1. Introduction
Hereditary Multiple Exostoses (HME) is a rare orphan autosomal-dominant pediatric disorder with a prevalence of about 1:50 000 (Wicklund et al., 1995; Schmale et al., 1994). The disease is estimated to occur more frequently in males (male-to-female ratio,1.5:1) (D’Arienzo et al., 2019). HME is characterized by the formation of osteochondromas (non-malignant cartilage-capped bony tumors) or exostoses within the perichondrium next to the growth plates of long bones, ribs, hip and vertebrae in very young and adolescent patients (Ryckx et al., 2013). Osteochondromas can turn into chondrosarcomas or osteosarcomas that can be life threatening in about 2% of the patients (Porter DE and Simpson AHRW,1999; Porter et al., 2004). The current clinical treatment of HME is commonly to resect the symptomatic chondrosarcomas or osteochondromas and to ameliorate the associated skeletal defects. The etiological treatment is not yet available as the evidence on etiological diagnosis of HME is limited.
The identification of likely pathogenic genes associated with HME was reported in the past. Wu et al. reported that the majority of the studied patients carried mutations in the exostosin-1 (EXT1 ) and exostosin-2 (EXT2 ) genes (Wu et al., 1994; Wuyts et al., 1996).EXT1 consists of 11 exons and spans about 312kb at 8q24 (Ludecke et al.,1997), while EXT2 comprises 16 exons and is located at 11p11.2, spanning about 150kb (Clines et al.,1997). It is known that the genes belong to the EXT multigene family, are ubiquitously expressed and act as tumor suppressors. The proteins encoded byEXT family genes are involved in the adhesion and/or polymerization of heparin sulfate (HS) chains at HS proteoglycans (HSPG’s) (Lind et al.,1998; McCormick et al., 1998; Busse et al.,2007). To date, over 650 mutations in EXT1 and EXT2 have been reported, most of which are nonsense, frameshift, or splice site, resulting in the synthesis of truncated EXT proteins with no suppression activity (Jennes et al., 2009; Ciavarella et al., 2013).

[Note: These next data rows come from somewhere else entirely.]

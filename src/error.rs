//! Error types returned by the symbol tables.

use std::collections::TryReserveError;
use thiserror::Error;

/// Why a `put` left the table unchanged.
#[derive(Debug, Clone, PartialEq, Eq, Error)]
pub enum InsertError {
    /// A binding with an equal key already exists. `put` never overwrites;
    /// use `replace` for that.
    #[error("key is already bound")]
    DuplicateKey,
    /// The private copy of the key could not be allocated.
    #[error("out of memory while copying key")]
    OutOfMemory(#[from] TryReserveError),
}

/// A table could not be created because its storage could not be allocated.
#[derive(Debug, Clone, PartialEq, Eq, Error)]
#[error("failed to allocate symbol table storage")]
pub struct AllocError(#[from] TryReserveError);
#![cfg(test)]

// Property tests for both stores kept inside the crate so they can reach
// the hash store's bucket statistics without widening the public API.

use crate::hash::bucket_index;
use crate::{GrowthPolicy, HashSymTable, InsertError, ListSymTable, SymTableBuilder, SymbolTable};
use proptest::prelude::*;
use proptest::test_runner::TestCaseError;
use std::collections::{BTreeMap, BTreeSet, HashMap};

// Pool-indexed operations to improve shrinking: indices shrink to earlier keys,
// pool length shrinks, and op lists shrink in length.
#[derive(Clone, Debug)]
enum OpI {
    Put(usize, i32),
    Replace(usize, i32),
    Remove(usize),
    Get(usize),
    Contains(String),
    Mutate(usize, i32),
    Map,
}

fn arb_scenario() -> impl Strategy<Value = (Vec<String>, Vec<OpI>)> {
    proptest::collection::vec("[a-zA-Z0-9]{0,5}", 1..=8).prop_flat_map(|pool| {
        let idxs: Vec<usize> = (0..pool.len()).collect();
        let idx = proptest::sample::select(idxs);
        let contains_pool = proptest::sample::select(pool.clone());
        let op = prop_oneof![
            (idx.clone(), any::<i32>()).prop_map(|(i, v)| OpI::Put(i, v)),
            (idx.clone(), any::<i32>()).prop_map(|(i, v)| OpI::Replace(i, v)),
            idx.clone().prop_map(OpI::Remove),
            idx.clone().prop_map(OpI::Get),
            prop_oneof![contains_pool, "[a-z]{0,5}"].prop_map(OpI::Contains),
            (idx.clone(), any::<i32>()).prop_map(|(i, d)| OpI::Mutate(i, d)),
            Just(OpI::Map),
        ];
        proptest::collection::vec(op, 1..60).prop_map(move |ops| (pool.clone(), ops))
    })
}

// State-machine equivalence against std::collections::HashMap.
// Invariants exercised across random operation sequences:
// - `put` succeeds exactly when the key is absent; duplicates leave the stored value.
// - `replace` returns the previous value when present and never inserts.
// - `remove` returns the model's value and unbinds the key; absent keys change nothing.
// - `get`/`contains` parity with the model.
// - `map` visits each live key exactly once and in-place mutation is observed.
// - `len`/`is_empty` parity with the model after each op.
fn run_state_machine<T: SymbolTable<i32>>(
    mut sut: T,
    pool: &[String],
    ops: Vec<OpI>,
) -> Result<(), TestCaseError> {
    let mut model: HashMap<String, i32> = HashMap::new();
    for op in ops {
        match op {
            OpI::Put(i, v) => {
                let k = &pool[i];
                let already = model.contains_key(k);
                match sut.put(k, v) {
                    Ok(()) => {
                        prop_assert!(!already, "put must fail on duplicate");
                        model.insert(k.clone(), v);
                    }
                    Err(InsertError::DuplicateKey) => {
                        prop_assert!(already, "duplicate error only when key exists");
                    }
                    Err(e) => prop_assert!(false, "unexpected error: {}", e),
                }
            }
            OpI::Replace(i, v) => {
                let k = &pool[i];
                let prev = sut.replace(k, v);
                let expected = model.get_mut(k).map(|mv| std::mem::replace(mv, v));
                prop_assert_eq!(prev, expected);
            }
            OpI::Remove(i) => {
                let k = &pool[i];
                prop_assert_eq!(sut.remove(k), model.remove(k));
                prop_assert!(!sut.contains(k));
            }
            OpI::Get(i) => {
                let k = &pool[i];
                prop_assert_eq!(sut.get(k), model.get(k));
            }
            OpI::Contains(s) => {
                prop_assert_eq!(sut.contains(&s), model.contains_key(&s));
            }
            OpI::Mutate(i, d) => {
                let k = &pool[i];
                if let Some(v) = sut.get_mut(k) {
                    *v = v.wrapping_add(d);
                    let mv = model.get_mut(k).expect("present in model");
                    *mv = mv.wrapping_add(d);
                } else {
                    prop_assert!(!model.contains_key(k));
                }
            }
            OpI::Map => {
                let mut visits: BTreeMap<String, usize> = BTreeMap::new();
                sut.map(
                    |k, v, seen: &mut BTreeMap<String, usize>| {
                        *seen.entry(k.to_string()).or_default() += 1;
                        *v = v.wrapping_add(1);
                    },
                    &mut visits,
                );
                for mv in model.values_mut() {
                    *mv = mv.wrapping_add(1);
                }
                prop_assert!(visits.values().all(|&n| n == 1), "each key visited once");
                let m_keys: BTreeSet<_> = model.keys().cloned().collect();
                let s_keys: BTreeSet<_> = visits.into_keys().collect();
                prop_assert_eq!(s_keys, m_keys);
            }
        }

        prop_assert_eq!(sut.len(), model.len());
        prop_assert_eq!(sut.is_empty(), model.is_empty());
        prop_assert_eq!(sut.iter().count(), model.len());
    }
    Ok(())
}

proptest! {
    #![proptest_config(ProptestConfig { cases: 64, .. ProptestConfig::default() })]

    #[test]
    fn prop_hash_state_machine((pool, ops) in arb_scenario()) {
        run_state_machine(HashSymTable::new(), &pool, ops)?;
    }

    #[test]
    fn prop_list_state_machine((pool, ops) in arb_scenario()) {
        run_state_machine(ListSymTable::new(), &pool, ops)?;
    }

    // Same invariants with growth triggered almost immediately, so bindings
    // are relinked across several tiers mid-sequence.
    #[test]
    fn prop_growing_hash_state_machine((pool, ops) in arb_scenario()) {
        let t = SymTableBuilder::new()
            .with_growth(GrowthPolicy::LoadFactor(0.001))
            .build();
        run_state_machine(t, &pool, ops)?;
    }
}

proptest! {
    #![proptest_config(ProptestConfig { cases: 32, .. ProptestConfig::default() })]

    // Property: the hash store enumerates bindings in non-decreasing bucket
    // order, and each binding sits in the bucket its key hashes to.
    #[test]
    fn prop_hash_enumeration_follows_buckets(keys in proptest::collection::btree_set(".{0,8}", 0..200)) {
        let mut t = HashSymTable::new();
        for k in &keys {
            t.put(k, ()).unwrap();
        }
        let order: Vec<usize> = t.iter().map(|(k, _)| bucket_index(k, t.bucket_count())).collect();
        prop_assert!(order.windows(2).all(|w| w[0] <= w[1]));
        let lens = t.chain_lengths();
        prop_assert_eq!(lens.iter().sum::<usize>(), keys.len());
        for k in &keys {
            prop_assert!(lens[bucket_index(k, t.bucket_count())] > 0);
        }
    }

    // Property: both stores hold the same bindings after the same sequence of
    // puts and removes.
    #[test]
    fn prop_stores_agree(ops in proptest::collection::vec((any::<bool>(), "[a-c]{0,3}", any::<u8>()), 0..100)) {
        let mut h = HashSymTable::new();
        let mut l = ListSymTable::new();
        for (is_put, k, v) in ops {
            if is_put {
                prop_assert_eq!(h.put(&k, v).is_ok(), l.put(&k, v).is_ok());
            } else {
                prop_assert_eq!(h.remove(&k), l.remove(&k));
            }
        }
        let hs: BTreeMap<&str, u8> = h.iter().map(|(k, v)| (k, *v)).collect();
        let ls: BTreeMap<&str, u8> = l.iter().map(|(k, v)| (k, *v)).collect();
        prop_assert_eq!(hs, ls);
    }
}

In this study, we identified a novel frameshift insertion mutation in the proband, which is absent both in Clinvar or Human Genome database and current clinical reports. The novel frameshift insertion mutation found in the proband was also confirmed in the affected individuals but not in the unaffected individuals; Further, the Polyphen and SIFT analysis were used to evaluate the effect of the frameshift insertion mutation, with a support result of obtaining a dysfunctional protein from the mutated gene. Therefore, we concluded that the genetic variation caused by the frameshift insertion mutation could be associated with the pathogenicity of HME in this pedigree. The finding could be used as a new support on prenatal diagnosis for preventing the birth defect incidence of HME.